Tony glissa ses mains dans les cheveux de Ziva, l'attirant plus près de lui, pendant que cette dernière faisait glisser le tee-shirt de l'agent par-dessus sa tête. Le reste de leurs vêtements disparurent aussi vite et ils s'écrasèrent sur le lit. Tony caressa doucement le visage de Ziva.
- Tu es tellement belle, murmura-t-il.
Puis il se pencha pour l'embrasser avant qu'ils ne s'unissent dans la complicité de la nuit.
Ziva se lova au cœur des bras de son partenaire tandis que ce dernier tirait les draps sur eux.
- Ziva ?
- Hum ? fit cette dernière d'une voix un peu ensommeillée.
- J'ai un petit problème…
- Lequel ? s'inquiéta-t-elle en se retournant.
- Je crois bien que je suis accro à toi…
Elle lui adressa un sourire éclatant et l'embrassa.
- Alors je crois que j'ai le même problème… répondit-elle.
***
Ziva se redressa en sursaut.
- Tony ! cria-t-elle dans la chambre.
- Quoi ? répondit aussitôt la voix inquiète de l'italien.
L'israélienne tourna la tête et le trouva dans un coin de la chambre, habillé de pied en cape en train de finir de nouer sa cravate. Il se rapprocha d'elle à toute vitesse.
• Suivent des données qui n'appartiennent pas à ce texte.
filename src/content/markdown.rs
//! Markdown to HTML transform with syntax highlighting

use anyhow::Result;
use pulldown_cmark::{html, CodeBlockKind, CowStr, Event, Options, Parser, Tag, TagEnd};
use syntect::highlighting::ThemeSet;
use syntect::html::highlighted_html_for_string;
use syntect::parsing::SyntaxSet;

use crate::config::HighlightConfig;
use crate::helpers::escape_html;

/// Markdown renderer with syntax highlighting
pub struct MarkdownRenderer {
    syntax_set: SyntaxSet,
    theme_set: ThemeSet,
    theme_name: String,
    highlight: bool,
    line_numbers: bool,
}

impl MarkdownRenderer {
    /// Create a new markdown renderer
    pub fn new() -> Self {
        Self::from_config(&HighlightConfig::default())
    }

    /// Create a renderer from the site's highlight settings
    pub fn from_config(config: &HighlightConfig) -> Self {
        Self {
            syntax_set: SyntaxSet::load_defaults_newlines(),
            theme_set: ThemeSet::load_defaults(),
            theme_name: config.theme.clone(),
            highlight: config.enable,
            line_numbers: config.line_number,
        }
    }

    /// Render markdown to HTML
    pub fn render(&self, markdown: &str) -> Result<String> {
        // Front-matter is stripped before this point, so no metadata blocks
        let options = Options::ENABLE_TABLES
            | Options::ENABLE_FOOTNOTES
            | Options::ENABLE_STRIKETHROUGH
            | Options::ENABLE_TASKLISTS
            | Options::ENABLE_SMART_PUNCTUATION
            | Options::ENABLE_HEADING_ATTRIBUTES
            | Options::ENABLE_GFM;
        let parser = Parser::new_ext(markdown, options);

        let mut events: Vec<Event> = Vec::new();
        let mut in_code_block = false;
        let mut code_block_lang: Option<String> = None;
        let mut code_block_content = String::new();

        for event in parser {
            match event {
                Event::Start(Tag::CodeBlock(kind)) => {
                    in_code_block = true;
                    code_block_lang = match kind {
                        CodeBlockKind::Fenced(lang) => lang
                            .split_whitespace()
                            .next()
                            .map(|l| l.to_string()),
                        CodeBlockKind::Indented => None,
                    };
                    code_block_content.clear();
                }
                Event::End(TagEnd::CodeBlock) => {
                    let block = self.code_block(&code_block_content, code_block_lang.as_deref());
                    events.push(Event::Html(CowStr::from(block)));
                    in_code_block = false;
                    code_block_lang = None;
                }
                Event::Text(text) if in_code_block => {
                    code_block_content.push_str(&text);
                }
                _ => events.push(event),
            }
        }

        let mut html_output = String::new();
        html::push_html(&mut html_output, events.into_iter());

        Ok(html_output)
    }

    fn code_block(&self, code: &str, lang: Option<&str>) -> String {
        let lang = lang.unwrap_or("text");
        if !self.highlight {
            return plain_code_block(code, lang);
        }
        let class = escape_html(lang);

        let syntax = self
            .syntax_set
            .find_syntax_by_token(lang)
            .or_else(|| self.syntax_set.find_syntax_by_extension(lang))
            .unwrap_or_else(|| self.syntax_set.find_syntax_plain_text());

        let Some(theme) = self
            .theme_set
            .themes
            .get(&self.theme_name)
            .or_else(|| self.theme_set.themes.values().next())
        else {
            return plain_code_block(code, lang);
        };

        match highlighted_html_for_string(code, &self.syntax_set, syntax, theme) {
            Ok(highlighted) if self.line_numbers => add_line_numbers(&highlighted, &class),
            Ok(highlighted) => format!(
                r#"<figure class="highlight {}">{}</figure>"#,
                class, highlighted
            ),
            Err(e) => {
                tracing::debug!("Highlighting {} failed: {}", lang, e);
                plain_code_block(code, lang)
            }
        }
    }
}

impl Default for MarkdownRenderer {
    fn default() -> Self {
        Self::new()
    }
}

fn plain_code_block(code: &str, lang: &str) -> String {
    format!(
        r#"<pre><code class="language-{}">{}</code></pre>"#,
        escape_html(lang),
        escape_html(code)
    )
}

/// Wrap highlighted code in a gutter/code table; `class` must be escaped
fn add_line_numbers(code: &str, class: &str) -> String {
    let lines: Vec<&str> = code.lines().collect();

    let gutter = (1..=lines.len())
        .map(|n| format!(r#"<span class="line-number">{}</span>"#, n))
        .collect::<Vec<_>>()
        .join("\n");

    format!(
        r#"<figure class="highlight {}"><table><tr><td class="gutter"><pre>{}</pre></td><td class="code">{}</td></tr></table></figure>"#,
        class,
        gutter,
        lines.join("\n")
    )
}

#[cfg(test)]
mod tests {
    use super::*;

    #[test]
    fn test_render_basic_markdown() {
        let renderer = MarkdownRenderer::new();
        let html = renderer.render("# Hello World\n\nThis is a test.").unwrap();
        assert!(html.contains("<h1>Hello World</h1>"));
        assert!(html.contains("<p>This is a test.</p>"));
    }

    #[test]
    fn test_render_code_block() {
        let renderer = MarkdownRenderer::new();
        let html = renderer.render("```rust\nfn main() {}\n```").unwrap();
        assert!(html.contains(r#"<figure class="highlight rust">"#));
        assert!(html.contains("line-number"));
    }

    #[test]
    fn test_render_without_highlighting() {
        let renderer = MarkdownRenderer::from_config(&HighlightConfig {
            enable: false,
            ..Default::default()
        });
        let html = renderer.render("```html\n<b>x</b>\n```").unwrap();
        assert!(html.contains(r#"<pre><code class="language-html">&lt;b&gt;x&lt;/b&gt;"#));
    }

    #[test]
    fn test_indented_code_block() {
        let renderer = MarkdownRenderer::from_config(&HighlightConfig {
            enable: false,
            ..Default::default()
        });
        let html = renderer.render("para\n\n    let x = 1;\n").unwrap();
        assert!(html.contains(r#"<code class="language-text">let x = 1;"#));
        assert!(html.contains("<p>para</p>"));
    }

    #[test]
    fn test_fence_language_is_escaped() {
        let markdown = "```x\"onmouseover=alert(1)\nbody\n```\n";

        for renderer in [
            MarkdownRenderer::new(),
            MarkdownRenderer::from_config(&HighlightConfig {
                line_number: false,
                ..Default::default()
            }),
            MarkdownRenderer::from_config(&HighlightConfig {
                enable: false,
                ..Default::default()
            }),
        ] {
            let html = renderer.render(markdown).unwrap();
            assert!(!html.contains("x\"onmouseover"), "{html}");
            assert!(html.contains("x&quot;onmouseover=alert(1)"), "{html}");
        }
    }

    #[test]
    fn test_tables_enabled() {
        let renderer = MarkdownRenderer::new();
        let html = renderer.render("| a | b |\n|---|---|\n| 1 | 2 |\n").unwrap();
        assert!(html.contains("<table>"));
    }
}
- J'ai cru que tu étais partis…murmura-t-elle.
- Tu sais très bien que je ne te laisserai jamais, sourit-il en jouant avec une mèche des cheveux de la jeune femme. Bien dormit ?
- Je n'avais pas dormi aussi bien depuis longtemps…
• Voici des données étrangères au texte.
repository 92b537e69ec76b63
//! Configuration module

mod site;

pub use site::HighlightConfig;
pub use site::SiteConfig;
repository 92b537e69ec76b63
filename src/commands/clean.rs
//! Clean the public directory

use anyhow::Result;
use std::fs;

use crate::Site;

/// Remove the public directory
pub fn run(site: &Site) -> Result<()> {
    if site.public_dir.exists() {
        fs::remove_dir_all(&site.public_dir)?;
        tracing::info!("Deleted: {:?}", site.public_dir);
    }

    Ok(())
}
Soudain, ses yeux se mirent à pétiller comme ceux d'une gamine et un immense sourire éclaira son visage.
- Tu m'aimes ! s'exclama-t-elle.
- Quelle révélation…sourit-il en l'embrassant. Je dois y aller si je veux être à l'heure au NCIS. Fransk devrait arriver dans dix minutes.
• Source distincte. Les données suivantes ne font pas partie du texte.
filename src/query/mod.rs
//! Page query - looks up a markdown node by its front-matter path
//!
//! This is the build-time data query that feeds the blog post template:
//! given a page path it returns the node's rendered HTML together with its
//! title, path and date formatted with a Moment.js-style format string.

use serde::Serialize;
use std::collections::BTreeMap;
use thiserror::Error;

use crate::content::MarkdownNode;
use crate::helpers::format_date;

/// Errors raised while indexing or querying nodes
#[derive(Debug, Error, PartialEq, Eq)]
pub enum QueryError {
    #[error("no markdown node has path {0:?}")]
    NoMatch(String),

    #[error("path {path:?} is claimed by both {first} and {second}")]
    DuplicatePath {
        path: String,
        first: String,
        second: String,
    },
}

/// Front-matter fields selected by the page query
#[derive(Debug, Clone, Default, PartialEq, Eq, Serialize)]
pub struct QueriedFrontmatter {
    pub title: Option<String>,
    pub date: Option<String>,
    pub path: Option<String>,
}

/// Result of the page query: the data a blog post template renders
#[derive(Debug, Clone, Default, PartialEq, Eq, Serialize)]
pub struct MarkdownRemark {
    pub html: String,
    pub frontmatter: QueriedFrontmatter,
}

/// All loaded nodes, indexed by front-matter path
#[derive(Debug, Default)]
pub struct NodeStore {
    nodes: Vec<MarkdownNode>,
    by_path: BTreeMap<String, usize>,
}

impl NodeStore {
    /// Index nodes by path. Nodes without a path are kept but not queryable.
    pub fn from_nodes(nodes: Vec<MarkdownNode>) -> Result<Self, QueryError> {
        let mut by_path = BTreeMap::new();

        for (i, node) in nodes.iter().enumerate() {
            let Some(path) = node.path() else {
                tracing::warn!("{} has no path in its front-matter, no page created", node.source);
                continue;
            };

            if let Some(&existing) = by_path.get(path) {
                let first: &MarkdownNode = &nodes[existing];
                return Err(QueryError::DuplicatePath {
                    path: path.to_string(),
                    first: first.source.clone(),
                    second: node.source.clone(),
                });
            }
            by_path.insert(path.to_string(), i);
        }

        Ok(Self { nodes, by_path })
    }

    /// Every queryable path, sorted
    pub fn paths(&self) -> impl Iterator<Item = &str> {
        self.by_path.keys().map(String::as_str)
    }

    /// Exact-match lookup by path
    pub fn get(&self, path: &str) -> Option<&MarkdownNode> {
        self.by_path.get(path).map(|&i| &self.nodes[i])
    }

    /// All nodes in load order, including ones without a path
    pub fn nodes(&self) -> &[MarkdownNode] {
        &self.nodes
    }

    pub fn len(&self) -> usize {
        self.nodes.len()
    }

    pub fn is_empty(&self) -> bool {
        self.nodes.is_empty()
    }
}

/// The page query, bound to a store and a date format
pub struct PageQuery<'a> {
    store: &'a NodeStore,
    date_format: &'a str,
}

impl<'a> PageQuery<'a> {
    pub fn new(store: &'a NodeStore, date_format: &'a str) -> Self {
        Self { store, date_format }
    }

    /// Run the query for one page path
    pub fn run(&self, path: &str) -> Result<MarkdownRemark, QueryError> {
        let node = self
            .store
            .get(path)
            .ok_or_else(|| QueryError::NoMatch(path.to_string()))?;

        Ok(MarkdownRemark {
            html: node.html.clone(),
            frontmatter: QueriedFrontmatter {
                title: node.frontmatter.title.clone(),
                date: self.format_node_date(node),
                path: node.frontmatter.path.clone(),
            },
        })
    }

    /// Unparseable dates pass through as written
    fn format_node_date(&self, node: &MarkdownNode) -> Option<String> {
        match node.date {
            Some(date) => Some(format_date(&date, self.date_format)),
            None => node.frontmatter.date.clone(),
        }
    }
}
- Tu as un alibi solide à sortir à Kort ?
- En béton ma chère, en béton…
Il l'embrassa de nouveau puis enfila sa veste et son manteau et sortit de la chambre. Quelques instants plus tard, Ziva entendit la porte d'entrée claquer.
***
Tony sortit de l'ascenseur et se dirigea tout de suite vers son bureau après avoir salué Gibbs et McGee. Tous avaient une mine assez sombre, chose normale pour trois personnes voyant leur amie inculpée et ne sachant pas où elle était. Normalement.
Kort se planta devant le bureau de Tony.
- Toi viens ici. J'ai à te parler.
Sans un mot, Tony se leva et le suivit. Kort l'emmena à l'écart, et ils restèrent quelques instants à se regarder, tel de chiens près à se sauter à la gorge.
- Quoi ? aboya Tony d'un ton agressif.
- J'espère pour toi que ta stupidité et l'attachement que tu portes à ta chère collègue ne te poussent pas à enfreindre la loi DiNozzo…
- Si tu pouvais être plus explicite…
- Tu sais très bien de quoi je veux parler…
- Et bien désolé mais non…
- Ne joue pas au plus malin avec moi ! s'énerva Kort en se rapprochant, menaçant, de Tony.
L'italien allait répliquer, quand il entendit la voix de son directeur qui l'appelait. Affichant un sourire ironique, il pria Kort de l'excuser sur son ton le plus poli et se dirigea vers Vance qui se trouvait avec Gibbs et McGee. Un homme d'environ cinquante ans, brun au teint basané.
- Agent DiNozzo, voici Isser Livni, agent du Mossad et chargé de l'enquête sur les Ombres.
- Enchanté, répondit Tony en serrant la main de l'agent. Je suis ravi que vous soyez ici. Vous allez pouvoir prouver que l'officier David est innocente dans cette affaire.
- A vrai dire je ne pense pas, dit Livni avec un sourire mauvais. Il y a de cela presque cinq ans maintenant, j'ai été capturé par les Ombres et torturé, avant qu'une mission sauvetage de la part du Mossad ne me sauve. Je ne connaissais que le visage de mes bourreaux, mais pas leur nom. Il se trouve que j'ai par hasard eu entre les mains il y a quelques jours la photo d'un de mes tortionnaires. Qui s'avéra être la fille du directeur adjoint du Mossad, l'officier Ziva David.